Rat Bait Poisoning22 Jul 2021

During autumn and winter, we commonly see more problems with rat bait poisoning in our pets due to the increased usage of rat bait as the cooler weather brings rodents inside. This year is no exception and we have treated several cases of rat bait toxicity in dogs across all of our clinics. Rat bait is commonly used to control rodents but does carry risks to our pets especially dogs. Rat and mice traps are inexpensive and much safer than rat baits for our pets, and may be all that is needed in some situations.

If rat bait is to be used then care must be taken to place it in bait stations or well away from areas that your pets can access, with the remainder of the packet stored in a secure place. Bait blocks which can be secured in place are also a good option as this helps to prevent rodents from moving them around. Rat bait is made to be tasty for rodents so most dogs will also readily consume it. Most rat baits contain an anticoagulant which prevents the body from making clotting factors and results in haemorrhaging and death. This is the intended outcome for rodents but will also occur in our pets if a toxic dose of bait is ingested.

The severity of poisoning and level of bleeding depends on the type of bait, amount ingested and time since ingestion. Try to use shorter acting or 1st generation baits as these are considered safer (such as Racumin paste) though all baits are deadly to our pets.

Most baits contain a dye, generally a blue/green colour. If you notice this dye colour in or around your dog’s mouth or face or in your pets faeces then this is a sign they have ingested bait.

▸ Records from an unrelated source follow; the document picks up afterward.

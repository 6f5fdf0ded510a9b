//! Deterministic priority-ordered matching (`spec.md` §4.6 "Match priority").

use crate::loader::CompiledRule;
use aimo_core::model::{ClassificationSource, TaxonomyAssignment};

#[derive(Debug, Clone, Copy, PartialEq, Eq)]
pub enum MatchReason {
    SignatureExact,
    HostPathExact,
    HostPathRegex,
    HostPathSuffix,
    HostExact,
    HostSuffix,
}

impl MatchReason {
    #[must_use]
    pub const fn as_str(self) -> &'static str {
        match self {
            MatchReason::SignatureExact => "signature_exact",
            MatchReason::HostPathExact => "host+path_exact",
            MatchReason::HostPathRegex => "host+path_regex",
            MatchReason::HostPathSuffix => "host+path_suffix",
            MatchReason::HostExact => "host_exact",
            MatchReason::HostSuffix => "host_suffix",
        }
    }
}

#[derive(Debug, Clone)]
pub struct RuleClassification {
    pub service_name: String,
    pub category: String,
    pub usage_type: String,
    pub risk_level: String,
    pub taxonomy: TaxonomyAssignment,
    pub classification_source: ClassificationSource,
    pub confidence: f32,
    pub match_reason: MatchReason,
    pub rule_id: String,
    pub rule_version: String,
}

pub struct Signature<'a> {
    pub url_signature: &'a str,
    pub norm_host: &'a str,
    pub norm_path_template: &'a str,
}

/// Tries each priority tier in order, returning the first (and only)
/// winning rule. Within a tier the lowest `priority` wins; ties break by
/// lexicographically-smallest `rule_id`.
#[must_use]
pub fn classify<'a>(sig: &Signature<'_>, rules: &'a [CompiledRule]) -> Option<RuleClassification> {
    if let Some((rule, reason)) = match_signature_exact(sig, rules) {
        return Some(to_classification(rule, reason));
    }
    if let Some((rule, reason)) = match_host_and_path(sig, rules) {
        return Some(to_classification(rule, reason));
    }
    if let Some((rule, reason)) = match_host_only(sig, rules) {
        return Some(to_classification(rule, reason));
    }
    None
}

fn best<'a>(candidates: Vec<(&'a CompiledRule, MatchReason)>) -> Option<(&'a CompiledRule, MatchReason)> {
    candidates.into_iter().min_by(|(a, _), (b, _)| a.rule.priority.cmp(&b.rule.priority).then_with(|| a.rule.rule_id.cmp(&b.rule.rule_id)))
}

fn match_signature_exact<'a>(sig: &Signature<'_>, rules: &'a [CompiledRule]) -> Option<(&'a CompiledRule, MatchReason)> {
    let candidates: Vec<_> = rules
        .iter()
        .filter(|r| r.rule.match_block.url_signatures.iter().any(|s| s == sig.url_signature))
        .map(|r| (r, MatchReason::SignatureExact))
        .collect();
    best(candidates)
}

fn match_host_and_path<'a>(sig: &Signature<'_>, rules: &'a [CompiledRule]) -> Option<(&'a CompiledRule, MatchReason)> {
    let exact_candidates: Vec<_> = rules
        .iter()
        .filter(|r| r.rule.match_block.has_path_constraint())
        .filter(|r| r.rule.match_block.domain_exact.iter().any(|h| h == sig.norm_host))
        .filter_map(|r| path_match_reason(sig, r))
        .collect();
    if let Some(winner) = best(exact_candidates) {
        return Some(winner);
    }

    let suffix_candidates: Vec<_> = rules
        .iter()
        .filter(|r| r.rule.match_block.has_path_constraint())
        .filter(|r| domain_suffix_matches(r, sig.norm_host))
        .filter_map(|r| path_match_reason(sig, r))
        .collect();
    best(suffix_candidates)
}

fn path_match_reason<'a>(sig: &Signature<'_>, rule: &'a CompiledRule) -> Option<(&'a CompiledRule, MatchReason)> {
    let is_exact_host = rule.rule.match_block.domain_exact.iter().any(|h| h == sig.norm_host);
    if rule.rule.match_block.path_prefix.iter().any(|p| sig.norm_path_template.starts_with(p.as_str())) {
        let reason = if is_exact_host { MatchReason::HostPathExact } else { MatchReason::HostPathSuffix };
        return Some((rule, reason));
    }
    if rule.url_regexes.iter().any(|re| re.is_match(sig.norm_path_template)) {
        return Some((rule, MatchReason::HostPathRegex));
    }
    None
}

fn match_host_only<'a>(sig: &Signature<'_>, rules: &'a [CompiledRule]) -> Option<(&'a CompiledRule, MatchReason)> {
    let exact_candidates: Vec<_> = rules
        .iter()
        .filter(|r| !r.rule.match_block.has_path_constraint())
        .filter(|r| r.rule.match_block.domain_exact.iter().any(|h| h == sig.norm_host))
        .map(|r| (r, MatchReason::HostExact))
        .collect();
    if let Some(winner) = best(exact_candidates) {
        return Some(winner);
    }

    let suffix_candidates: Vec<_> = rules
        .iter()
        .filter(|r| !r.rule.match_block.has_path_constraint())
        .filter(|r| domain_suffix_matches(r, sig.norm_host))
        .map(|r| (r, MatchReason::HostSuffix))
        .collect();
    best(suffix_candidates)
}

fn domain_suffix_matches(rule: &CompiledRule, norm_host: &str) -> bool {
    rule.rule.match_block.domain_suffixes.iter().any(|suffix| norm_host == suffix || norm_host.ends_with(&format!(".{suffix}")))
}

fn to_classification(rule: &CompiledRule, reason: MatchReason) -> RuleClassification {
    RuleClassification {
        service_name: rule.rule.service_name.clone(),
        category: rule.rule.category.clone(),
        usage_type: rule.rule.usage_type.clone(),
        risk_level: rule.rule.default_risk.clone(),
        taxonomy: rule.rule.taxonomy_codes.to_assignment(),
        classification_source: ClassificationSource::Rule,
        confidence: 1.0,
        match_reason: reason,
        rule_id: rule.rule.rule_id.clone(),
        rule_version: rule.rule.rule_version.clone(),
    }
}

#[cfg(test)]
mod tests {
    use super::*;
    use crate::loader::load_rules_dir;

    fn write_rule(dir: &std::path::Path, name: &str, content: &str) {
        std::fs::write(dir.join(name), content).unwrap();
    }

    #[test]
    fn domain_suffix_rule_matches_s4_scenario() {
        let dir = tempfile::tempdir().unwrap();
        write_rule(
            dir.path(),
            "genai.toml",
            r#"
[[rule]]
rule_id = "genai-openai-001"
rule_version = "1.0"
priority = 10
service_name = "ChatGPT / OpenAI"
category = "GenAI"
usage_type = "genai"
default_risk = "high"

[rule.taxonomy_codes]
fs = ["FS-001"]
im = ["IM-001"]
uc = ["UC-001"]
dt = ["DT-001"]
ch = ["CH-001"]
rs = ["RS-001"]
ev = ["EV-001"]

[rule.match]
domain_suffixes = ["openai.com"]
"#,
        );
        let utf8_dir = camino::Utf8Path::from_path(dir.path()).unwrap();
        let rules = load_rules_dir(utf8_dir).unwrap();

        let sig = Signature { url_signature: "sig-abc", norm_host: "api.openai.com", norm_path_template: "/v1/chat/completions" };
        let result = classify(&sig, &rules).expect("expected a match");
        assert_eq!(result.service_name, "ChatGPT / OpenAI");
        assert_eq!(result.usage_type, "genai");
        assert_eq!(result.risk_level, "high");
        assert_eq!(result.match_reason, MatchReason::HostSuffix);
        assert_eq!(result.confidence, 1.0);
    }

    #[test]
    fn exact_signature_beats_host_rules() {
        let dir = tempfile::tempdir().unwrap();
        write_rule(
            dir.path(),
            "both.toml",
            r#"
[[rule]]
rule_id = "host-rule"
rule_version = "1.0"
priority = 1
service_name = "HostService"
category = "C"
usage_type = "u"
default_risk = "low"
[rule.taxonomy_codes]
fs = ["FS-001"]
im = ["IM-001"]
uc = ["UC-001"]
dt = ["DT-001"]
ch = ["CH-001"]
rs = ["RS-001"]
ev = ["EV-001"]
[rule.match]
domain_exact = ["example.com"]

[[rule]]
rule_id = "sig-rule"
rule_version = "1.0"
priority = 99
service_name = "SigService"
category = "C"
usage_type = "u"
default_risk = "low"
[rule.taxonomy_codes]
fs = ["FS-002"]
im = ["IM-001"]
uc = ["UC-001"]
dt = ["DT-001"]
ch = ["CH-001"]
rs = ["RS-001"]
ev = ["EV-001"]
[rule.match]
url_signatures = ["sig-exact"]
"#,
        );
        let utf8_dir = camino::Utf8Path::from_path(dir.path()).unwrap();
        let rules = load_rules_dir(utf8_dir).unwrap();

        let sig = Signature { url_signature: "sig-exact", norm_host: "example.com", norm_path_template: "/" };
        let result = classify(&sig, &rules).unwrap();
        assert_eq!(result.service_name, "SigService");
        assert_eq!(result.match_reason, MatchReason::SignatureExact);
    }
}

If your pet has been poisoned then we will need to know the active ingredient of the product so bring along the packet or alert our receptionists to the name of the product used. This allows us to identify the active ingredient and give effective treatment. We also need to know when the bait was ingested, how much was ingested and what symptoms your pet is showing. The sooner we see your pet the better the prognosis for recovery. Treatment can be intensive and may include decontamination, blood testing, Vitamin K1 therapy and if required a blood transfusion.